Dorset & Wiltshire Fire and Rescue Service

Operational area
- Country: England
- County: Dorset and Wiltshire
- Address: Five Rivers Health & Wellbeing Centre, Hulse Road, Salisbury, SP1 3NR

Agency overview
- Established: 1 April 2016
- Annual budget: £54.8 million (2016)
- Fire chief: Andy Cole
- Motto: "passionate about changing and saving lives"

Facilities and equipment
- Stations: 50

Website
- www.dwfire.org.uk

= Dorset & Wiltshire Fire and Rescue Service =

Emergency fire and rescue service in England

Dorset & Wiltshire Fire and Rescue Service is a statutory emergency fire and rescue service covering the local authority areas of Wiltshire, Swindon, Dorset and Bournemouth, Christchurch and Poole in England.

The service was created on 1 April 2016 by the merger of Dorset Fire and Rescue Service and Wiltshire Fire and Rescue Service. Its headquarters is at Salisbury, Wiltshire, some 10 mi from the Dorset county boundary. The former headquarters at Poundbury, Dorset, and Potterne, Wiltshire, are retained as area offices; emergency calls for the combined area have been answered by the Service Control Centre since August 2015.

Provision of the service is by the Dorset & Wiltshire Fire and Rescue Authority, which has 18 elected members from all four constituent councils.

Andy Cole became the Chief Fire Officer in January 2025, replacing Ben Ansell.

==Stations==
The service has 50 fire stations covering its area: six in the Bournemouth, Christchurch & Poole council areas, 20 in the rest of Dorset, three in Swindon, and 21 in the rest of Wiltshire.

The service uses a variety of duty systems including wholetime firefighters, retained firefighters (on-call), and day-duty. Some stations also have fire service co-responders, supporting the work of South Western Ambulance Service.

Other facilities include:

- Fire & Rescue Service Headquarters, Salisbury
- Devizes Training Centre
- West Moors Training Centre
- Support offices in Poundbury (behind the fire station)
- Equipment & fleet workshops in Charminster
- Equipment workshop in Trowbridge (behind the fire station)
- Fleet workshop in Bowerhill, Melksham

==Performance==
Every fire and rescue service in England and Wales is subjected periodically to a statutory inspection by His Majesty's Inspectorate of Constabulary and Fire & Rescue Services (HMICFRS). The inspection investigates how well the service performs in each of three areas. On a scale of outstanding, good, requires improvement and inadequate, Dorset and Wiltshire Fire and Rescue Service has been rated as follows:

HMICFRS Inspection Dorset & Wiltshire
| Area | Rating 2018/19 | Rating 2021/22 | Description |
|---|---|---|---|
| Effectiveness | Good | Good | How effective is the fire and rescue service at keeping people safe and secure from fire and other risks? |
| Efficiency | Good | Outstanding | How efficient is the fire and rescue service at keeping people safe and secure from fire and other risks? |
| People | Good | Good | How well does the fire and rescue service look after its people? |

==Allegations==
In January 2023, shortly after its latest HMICFRS inspection, ITV News made allegations against the service. It was alleged that some firefighters had taken candid pictures of dead female road traffic incident victims and shared them on a private WhatsApp group, where demeaning comments were made, including some about the dead women's underwear. As a result of the allegations, the service reported itself to Dorset Police. A thorough investigation was carried out but no evidence was found to support the allegations.
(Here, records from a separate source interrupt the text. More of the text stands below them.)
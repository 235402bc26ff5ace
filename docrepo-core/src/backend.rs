//! Storage backend abstraction for the document repository.
//!
//! The repository never talks to a driver directly. It composes store-native
//! filter documents and hands them to a [`StoreBackend`], which executes them
//! against a named collection.
//!
//! # Traits
//!
//! - [`StoreBackend`]: The operations a document store must support
//! - [`StoreBackendBuilder`]: Factory trait for creating backend instances
//!
//! # Examples
//!
//! ```ignore
//! use docrepo::backend::StoreBackend;
//! use bson::doc;
//!
//! let id = backend.insert_document(doc! { "name": "Alice" }, "users").await?;
//! let found = backend.find_one(doc! { "_id": id }, "users").await?;
//! # Ok::<(), Box<dyn std::error::Error>>(())
//! ```

use async_trait::async_trait;
use bson::{Document, oid::ObjectId};
use std::fmt::Debug;

use crate::{error::RepositoryResult, query::FindRequest};

/// Abstract interface for document storage backends.
///
/// Filters passed to every method are Mongo-shaped documents:
/// `{field: {"$op": value}}` entries combined by conjunction, with `$and`,
/// `$or` and `$nor` accepted at the top level.
///
/// # Thread Safety
///
/// Implementations must be safe to call concurrently from multiple tasks.
/// Each method is a single store call; no method retries on failure.
///
/// # Error Handling
///
/// Connectivity and driver failures are reported as
/// [`RepositoryError::Backend`](crate::error::RepositoryError::Backend), never
/// swallowed.
#[async_trait]
pub trait StoreBackend: Send + Sync + Debug {
    /// Inserts one document and returns the identifier it is stored under.
    ///
    /// A document without an `_id` is assigned a fresh `ObjectId`.
    async fn insert_document(
        &self,
        document: Document,
        collection: &str,
    ) -> RepositoryResult<ObjectId>;

    /// Returns the documents matching `request.filter`, ordered, paginated and
    /// projected as the request describes.
    ///
    /// With an empty sort the order is store-defined and not stable across calls.
    /// A projection always keeps `_id`.
    async fn find_documents(
        &self,
        request: FindRequest,
        collection: &str,
    ) -> RepositoryResult<Vec<Document>>;

    /// Returns the first document matching `filter`, if any.
    async fn find_one(
        &self,
        filter: Document,
        collection: &str,
    ) -> RepositoryResult<Option<Document>>;

    /// Applies `set` as a partial field update to the first document matching
    /// `filter`, in a single atomic store call.
    ///
    /// Returns the document as it is after the update, or `None` when nothing
    /// matched.
    async fn find_one_and_update(
        &self,
        filter: Document,
        set: Document,
        collection: &str,
    ) -> RepositoryResult<Option<Document>>;

    /// Permanently removes the first document matching `filter`.
    ///
    /// Returns the number of documents removed (`0` or `1`).
    async fn delete_one(&self, filter: Document, collection: &str) -> RepositoryResult<u64>;

    /// Cleanly shuts down the backend, releasing all resources.
    ///
    /// The default implementation is a no-op, but backends with external
    /// connections should override this.
    async fn shutdown(self) -> RepositoryResult<()>
    where
        Self: Sized,
    {
        Ok(())
    }
}

#[async_trait]
impl<B> StoreBackend for &B
where
    B: StoreBackend,
{
    async fn insert_document(
        &self,
        document: Document,
        collection: &str,
    ) -> RepositoryResult<ObjectId> {
        (*self)
            .insert_document(document, collection)
            .await
    }

    async fn find_documents(
        &self,
        request: FindRequest,
        collection: &str,
    ) -> RepositoryResult<Vec<Document>> {
        (*self)
            .find_documents(request, collection)
            .await
    }

    async fn find_one(
        &self,
        filter: Document,
        collection: &str,
    ) -> RepositoryResult<Option<Document>> {
        (*self)
            .find_one(filter, collection)
            .await
    }

    async fn find_one_and_update(
        &self,
        filter: Document,
        set: Document,
        collection: &str,
    ) -> RepositoryResult<Option<Document>> {
        (*self)
            .find_one_and_update(filter, set, collection)
            .await
    }

    async fn delete_one(&self, filter: Document, collection: &str) -> RepositoryResult<u64> {
        (*self)
            .delete_one(filter, collection)
            .await
    }
}

/// Factory trait for building backend instances.
///
/// Builders carry connection settings and perform any asynchronous setup the
/// backend needs before it can serve requests.
#[async_trait]
pub trait StoreBackendBuilder: Send {
    /// The backend type produced by this builder.
    type Backend: StoreBackend;

    /// Builds the backend.
    ///
    /// # Errors
    ///
    /// Returns [`RepositoryError::Initialization`](crate::error::RepositoryError::Initialization)
    /// if the backend cannot be set up.
    async fn build(self) -> RepositoryResult<Self::Backend>;
}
In addition, ITN made claims of sexist behaviour by male officers and firefighters against a number of female firefighters. In February 2023, the service revealed that in May 2022, before the ITV News investigation, the service's assistant chief fire officer was investigated for sexual misconduct by its disciplinary committee. However, he retired before being subject to summary dismissal for gross misconduct. The chief fire officer commissioned an independent review of the service culture. The review was published in October 2023.